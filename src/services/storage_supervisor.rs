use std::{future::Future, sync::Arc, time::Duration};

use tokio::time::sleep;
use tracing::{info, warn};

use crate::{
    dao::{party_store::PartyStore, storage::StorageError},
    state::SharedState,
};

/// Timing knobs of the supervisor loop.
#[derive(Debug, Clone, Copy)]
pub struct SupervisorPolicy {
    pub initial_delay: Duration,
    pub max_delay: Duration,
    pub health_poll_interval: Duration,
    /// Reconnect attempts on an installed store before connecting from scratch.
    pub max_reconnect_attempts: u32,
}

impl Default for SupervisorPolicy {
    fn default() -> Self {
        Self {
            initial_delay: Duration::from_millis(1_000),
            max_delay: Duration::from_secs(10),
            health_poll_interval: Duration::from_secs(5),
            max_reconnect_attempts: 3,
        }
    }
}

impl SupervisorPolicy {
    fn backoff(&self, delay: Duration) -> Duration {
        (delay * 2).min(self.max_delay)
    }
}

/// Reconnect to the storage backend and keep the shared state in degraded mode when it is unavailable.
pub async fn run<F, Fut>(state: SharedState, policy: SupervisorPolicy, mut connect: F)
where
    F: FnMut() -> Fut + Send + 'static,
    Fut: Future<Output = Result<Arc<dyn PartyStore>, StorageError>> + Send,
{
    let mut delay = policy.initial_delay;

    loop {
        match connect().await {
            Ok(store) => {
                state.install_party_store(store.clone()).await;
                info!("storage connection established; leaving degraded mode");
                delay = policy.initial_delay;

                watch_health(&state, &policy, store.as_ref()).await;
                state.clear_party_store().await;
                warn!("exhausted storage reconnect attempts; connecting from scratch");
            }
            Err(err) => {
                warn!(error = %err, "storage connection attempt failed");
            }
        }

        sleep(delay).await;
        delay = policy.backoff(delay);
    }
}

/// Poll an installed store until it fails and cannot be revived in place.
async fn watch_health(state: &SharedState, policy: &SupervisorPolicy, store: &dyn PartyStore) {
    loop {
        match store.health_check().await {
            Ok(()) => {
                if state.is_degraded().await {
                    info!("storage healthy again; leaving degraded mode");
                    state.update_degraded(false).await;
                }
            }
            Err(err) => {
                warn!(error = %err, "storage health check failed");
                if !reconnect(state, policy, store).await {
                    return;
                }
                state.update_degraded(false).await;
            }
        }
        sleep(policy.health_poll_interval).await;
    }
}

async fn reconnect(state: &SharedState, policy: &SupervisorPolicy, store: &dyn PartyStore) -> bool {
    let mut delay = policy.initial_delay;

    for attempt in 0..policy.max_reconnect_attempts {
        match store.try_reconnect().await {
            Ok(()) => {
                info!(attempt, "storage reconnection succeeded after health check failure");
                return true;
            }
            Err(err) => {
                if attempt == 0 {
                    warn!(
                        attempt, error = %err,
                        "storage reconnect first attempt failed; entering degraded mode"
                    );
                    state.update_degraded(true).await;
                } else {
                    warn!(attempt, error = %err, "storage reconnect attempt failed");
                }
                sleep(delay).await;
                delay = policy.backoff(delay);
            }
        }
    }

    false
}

◇ ◇ ◇ ◇

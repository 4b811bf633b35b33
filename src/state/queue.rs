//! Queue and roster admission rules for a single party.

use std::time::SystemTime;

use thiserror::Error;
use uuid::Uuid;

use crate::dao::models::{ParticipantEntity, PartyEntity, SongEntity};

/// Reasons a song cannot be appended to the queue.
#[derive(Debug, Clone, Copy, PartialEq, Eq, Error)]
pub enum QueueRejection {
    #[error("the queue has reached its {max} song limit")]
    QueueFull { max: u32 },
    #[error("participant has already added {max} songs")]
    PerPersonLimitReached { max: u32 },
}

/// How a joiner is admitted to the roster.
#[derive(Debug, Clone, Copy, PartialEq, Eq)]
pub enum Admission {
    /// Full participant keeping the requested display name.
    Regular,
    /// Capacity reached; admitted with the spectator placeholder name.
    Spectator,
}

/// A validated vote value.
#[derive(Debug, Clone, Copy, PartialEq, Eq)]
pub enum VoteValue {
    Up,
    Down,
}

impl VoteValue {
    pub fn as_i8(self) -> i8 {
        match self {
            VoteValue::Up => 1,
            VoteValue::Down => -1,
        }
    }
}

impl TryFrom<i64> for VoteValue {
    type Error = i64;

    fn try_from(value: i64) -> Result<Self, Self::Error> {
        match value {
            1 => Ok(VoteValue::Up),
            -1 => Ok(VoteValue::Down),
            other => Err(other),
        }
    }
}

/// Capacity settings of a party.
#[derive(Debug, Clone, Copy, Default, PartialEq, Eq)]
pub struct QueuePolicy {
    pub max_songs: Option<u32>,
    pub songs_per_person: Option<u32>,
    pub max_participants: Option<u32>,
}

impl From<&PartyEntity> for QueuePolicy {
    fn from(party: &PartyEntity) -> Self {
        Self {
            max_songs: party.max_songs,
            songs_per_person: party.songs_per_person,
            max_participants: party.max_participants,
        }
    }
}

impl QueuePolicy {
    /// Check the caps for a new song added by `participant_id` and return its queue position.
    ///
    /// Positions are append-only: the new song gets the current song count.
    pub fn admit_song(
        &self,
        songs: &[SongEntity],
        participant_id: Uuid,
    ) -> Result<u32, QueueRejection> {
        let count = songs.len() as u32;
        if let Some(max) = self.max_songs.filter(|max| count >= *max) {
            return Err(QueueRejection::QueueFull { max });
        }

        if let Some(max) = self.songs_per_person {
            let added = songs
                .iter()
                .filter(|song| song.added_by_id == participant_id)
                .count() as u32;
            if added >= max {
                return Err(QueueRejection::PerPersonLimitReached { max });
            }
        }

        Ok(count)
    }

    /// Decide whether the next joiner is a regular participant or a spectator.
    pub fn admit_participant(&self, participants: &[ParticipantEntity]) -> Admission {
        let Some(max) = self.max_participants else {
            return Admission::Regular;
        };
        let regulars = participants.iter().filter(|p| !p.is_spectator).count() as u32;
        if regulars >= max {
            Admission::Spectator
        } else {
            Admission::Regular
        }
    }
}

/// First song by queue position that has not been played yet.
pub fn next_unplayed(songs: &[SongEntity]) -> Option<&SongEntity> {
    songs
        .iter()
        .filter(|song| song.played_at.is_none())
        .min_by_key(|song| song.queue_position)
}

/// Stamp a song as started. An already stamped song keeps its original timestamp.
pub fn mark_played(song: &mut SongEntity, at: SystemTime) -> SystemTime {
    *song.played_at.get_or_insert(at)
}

◇ ◇ ◇ ◇

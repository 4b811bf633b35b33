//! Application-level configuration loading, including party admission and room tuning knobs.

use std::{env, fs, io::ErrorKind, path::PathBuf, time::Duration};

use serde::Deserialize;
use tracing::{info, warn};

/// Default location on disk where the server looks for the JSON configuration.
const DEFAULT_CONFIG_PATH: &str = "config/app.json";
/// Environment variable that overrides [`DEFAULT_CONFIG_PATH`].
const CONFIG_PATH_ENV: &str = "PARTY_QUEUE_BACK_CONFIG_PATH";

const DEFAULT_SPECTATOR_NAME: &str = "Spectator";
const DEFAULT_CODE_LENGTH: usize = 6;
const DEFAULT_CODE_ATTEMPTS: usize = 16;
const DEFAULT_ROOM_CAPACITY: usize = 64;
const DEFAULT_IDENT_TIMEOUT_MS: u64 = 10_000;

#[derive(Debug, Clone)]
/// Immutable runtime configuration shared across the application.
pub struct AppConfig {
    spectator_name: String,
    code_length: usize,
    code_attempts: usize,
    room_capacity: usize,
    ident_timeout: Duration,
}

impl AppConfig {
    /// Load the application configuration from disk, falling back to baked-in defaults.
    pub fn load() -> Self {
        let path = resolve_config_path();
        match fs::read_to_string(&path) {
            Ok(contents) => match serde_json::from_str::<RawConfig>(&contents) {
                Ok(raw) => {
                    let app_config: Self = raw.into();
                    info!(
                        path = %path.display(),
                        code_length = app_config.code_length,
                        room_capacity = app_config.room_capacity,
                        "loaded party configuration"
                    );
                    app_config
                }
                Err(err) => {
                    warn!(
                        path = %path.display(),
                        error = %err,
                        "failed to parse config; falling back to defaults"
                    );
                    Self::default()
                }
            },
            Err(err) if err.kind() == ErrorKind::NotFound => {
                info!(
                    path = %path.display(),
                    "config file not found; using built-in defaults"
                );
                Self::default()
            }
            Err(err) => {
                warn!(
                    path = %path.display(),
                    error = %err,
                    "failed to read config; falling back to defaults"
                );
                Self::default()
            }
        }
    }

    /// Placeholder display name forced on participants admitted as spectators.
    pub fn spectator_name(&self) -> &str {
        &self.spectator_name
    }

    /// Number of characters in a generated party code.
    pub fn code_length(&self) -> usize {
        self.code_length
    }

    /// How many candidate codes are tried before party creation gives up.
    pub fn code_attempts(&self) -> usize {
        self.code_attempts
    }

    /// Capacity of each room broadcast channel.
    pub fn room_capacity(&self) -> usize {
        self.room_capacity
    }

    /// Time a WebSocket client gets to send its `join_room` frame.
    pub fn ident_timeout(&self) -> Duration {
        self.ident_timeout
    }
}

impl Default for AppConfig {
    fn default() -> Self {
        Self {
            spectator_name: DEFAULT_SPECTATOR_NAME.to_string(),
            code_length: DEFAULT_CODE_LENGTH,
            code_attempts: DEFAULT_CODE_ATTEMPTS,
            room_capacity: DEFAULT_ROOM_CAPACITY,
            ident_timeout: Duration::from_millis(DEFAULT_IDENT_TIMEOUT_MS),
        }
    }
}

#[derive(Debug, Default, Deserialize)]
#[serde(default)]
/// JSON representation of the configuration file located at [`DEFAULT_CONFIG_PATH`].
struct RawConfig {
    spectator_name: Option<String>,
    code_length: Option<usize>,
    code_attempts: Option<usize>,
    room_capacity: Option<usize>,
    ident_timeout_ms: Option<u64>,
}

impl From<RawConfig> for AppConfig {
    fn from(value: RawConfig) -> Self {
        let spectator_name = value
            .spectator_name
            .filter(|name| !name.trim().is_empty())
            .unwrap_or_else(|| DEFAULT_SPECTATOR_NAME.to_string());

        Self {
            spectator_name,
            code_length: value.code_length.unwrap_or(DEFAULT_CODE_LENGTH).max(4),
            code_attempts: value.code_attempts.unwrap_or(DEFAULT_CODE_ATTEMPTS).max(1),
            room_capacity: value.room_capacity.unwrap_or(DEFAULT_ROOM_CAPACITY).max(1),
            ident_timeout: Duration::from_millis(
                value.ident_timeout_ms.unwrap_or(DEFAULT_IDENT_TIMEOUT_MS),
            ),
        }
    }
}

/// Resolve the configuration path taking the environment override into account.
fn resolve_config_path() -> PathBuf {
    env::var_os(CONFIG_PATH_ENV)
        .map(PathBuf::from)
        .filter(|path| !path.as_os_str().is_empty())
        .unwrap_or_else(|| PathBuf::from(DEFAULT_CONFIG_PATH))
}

◇ ◇ ◇ ◇

Check each line above for the word "Copy", and give only the number of lines that contain it.

- Response below
5